The respondents ranked physical health and having a place where they feel safe and well (38 per cent) at the top of the indicators for vitality, followed by learning new things (37 per cent). Cigna points out that this shows how “elements beyond common notions of health, like environmental and intellectual health,” have become increasingly important to vitality.
Interestingly, less than a third of Singapore respondents (30 per cent) indicated that they possess the skills and tools necessary for living a healthy life. “This gap signals the need for employers and policymakers to better equip people with appropriate resources to stay healthy,” Cigna added.
The study also delved into the connection between vitality and stress, showing a difference between those who say they have high and low vitality. A vast majority (83 per cent) of respondents with high vitality said they have strong emotional or mental health, but only 8 per cent of those with low vitality had the same response.

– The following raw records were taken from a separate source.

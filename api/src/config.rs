use std::env;

use anyhow::{Context, Result};

use crate::adapters::StoreSettings;

#[derive(Clone)]
pub struct Config {
    pub mongodb_uri: String,
    /// Database name; falls back to the one in the URI
    pub mongodb_database: Option<String>,
    pub mongodb_collection: String,
    pub port: u16,
    /// Sustained requests per second allowed per client IP
    pub rate_limit_per_second: u64,
    pub rate_limit_burst: u32,
}

impl Config {
    pub fn from_env() -> Result<Self> {
        dotenvy::dotenv().ok();

        Self::from_lookup(|key| env::var(key).ok())
    }

    fn from_lookup(get: impl Fn(&str) -> Option<String>) -> Result<Self> {
        Ok(Self {
            mongodb_uri: get("MONGODB_URI").context("MONGODB_URI must be set")?,
            mongodb_database: get("MONGODB_DATABASE").filter(|s| !s.is_empty()),
            mongodb_collection: get("MONGODB_COLLECTION")
                .unwrap_or_else(|| "posts".to_string()),
            port: parse_or(&get, "PORT", 8080)?,
            rate_limit_per_second: parse_or(&get, "RATE_LIMIT_PER_SECOND", 10)?,
            rate_limit_burst: parse_or(&get, "RATE_LIMIT_BURST", 30)?,
        })
    }

    pub fn store_settings(&self) -> StoreSettings {
        StoreSettings {
            uri: self.mongodb_uri.clone(),
            database: self.mongodb_database.clone(),
            collection: self.mongodb_collection.clone(),
        }
    }
}

fn parse_or<T>(get: &impl Fn(&str) -> Option<String>, key: &str, default: T) -> Result<T>
where
    T: std::str::FromStr,
    T::Err: std::error::Error + Send + Sync + 'static,
{
    match get(key) {
        Some(raw) => raw
            .trim()
            .parse()
            .with_context(|| format!("{} must be a number, got {:?}", key, raw)),
        None => Ok(default),
    }
}
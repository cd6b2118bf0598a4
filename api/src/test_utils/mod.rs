//! Test utilities
//!
//! In-memory port implementations and test fixtures for unit testing.
//!
//! The in-memory repository covers the happy paths; store failures are
//! simulated with the mockall-generated `MockPostRepository`.

pub mod fixtures;
pub mod mocks;

pub use fixtures::*;
pub use mocks::*;
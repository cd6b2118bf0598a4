//! Page handlers
//!
//! Server-rendered HTML views of the feed.

use axum::{
    extract::{Path, Query, State},
    http::{header::HeaderName, HeaderMap},
    response::{Html, IntoResponse, Response},
};
use serde::Deserialize;

use crate::domain::ports::PostRepository;
use crate::error::PageError;
use crate::feed::{render_feed_page, render_student_page, InteractionMode, Selection};
use crate::AppState;

/// Client hints carrying the viewport width, most specific first
const VIEWPORT_HINTS: [&str; 2] = ["sec-ch-viewport-width", "viewport-width"];

static ACCEPT_CH: HeaderName = HeaderName::from_static("accept-ch");

/// Initial interaction mode from the viewport client hints
fn interaction_mode(headers: &HeaderMap) -> InteractionMode {
    let hint = VIEWPORT_HINTS
        .iter()
        .find_map(|name| headers.get(*name).and_then(|v| v.to_str().ok()));
    InteractionMode::from_viewport_hint(hint)
}

#[derive(Debug, Deserialize)]
pub struct FeedParams {
    /// Post shown in the detail dialog
    pub selected: Option<String>,
}

/// GET /
///
/// The card grid, with the detail dialog open when `?selected=<id>` names a
/// post in the feed.
pub async fn feed_page<R>(
    State(state): State<AppState<R>>,
    Query(params): Query<FeedParams>,
    headers: HeaderMap,
) -> Result<Response, PageError>
where
    R: PostRepository + 'static,
{
    let mode = interaction_mode(&headers);
    let posts = state.feed_service.list_posts().await?;

    let mut selection = Selection::default();
    if let Some(id) = params.selected.as_deref() {
        match posts.iter().find(|p| p.id == id) {
            Some(post) => selection.select(post.clone()),
            None => tracing::debug!(selected = %id, "Selected post is not in the feed"),
        }
    }

    Ok((
        [(ACCEPT_CH.clone(), "Sec-CH-Viewport-Width, Viewport-Width")],
        Html(render_feed_page(&posts, &selection, mode)),
    )
        .into_response())
}

/// GET /student/:id
///
/// Full-page profile for one post.
pub async fn student_page<R>(
    State(state): State<AppState<R>>,
    Path(id): Path<String>,
) -> Result<Html<String>, PageError>
where
    R: PostRepository + 'static,
{
    let post = state.feed_service.get_post(&id).await?;

    Ok(Html(render_student_page(&post)))
}

/// Any unknown route
pub async fn not_found_page() -> PageError {
    PageError::NotFound
}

Furthermore, 93 per cent of those with low vitality said they are stressed, while only 77 per cent of those with high vitality said the same. Overall, 87 per cent of Singapore respondents said they’ve experienced stress, while the global average is 80 per cent.
Sixty per cent of Singapore respondents said that the cost of living crisis is the number one cause of stress. Coming in second is uncertainty about the future (41 per cent) and then personal finance (40 per cent).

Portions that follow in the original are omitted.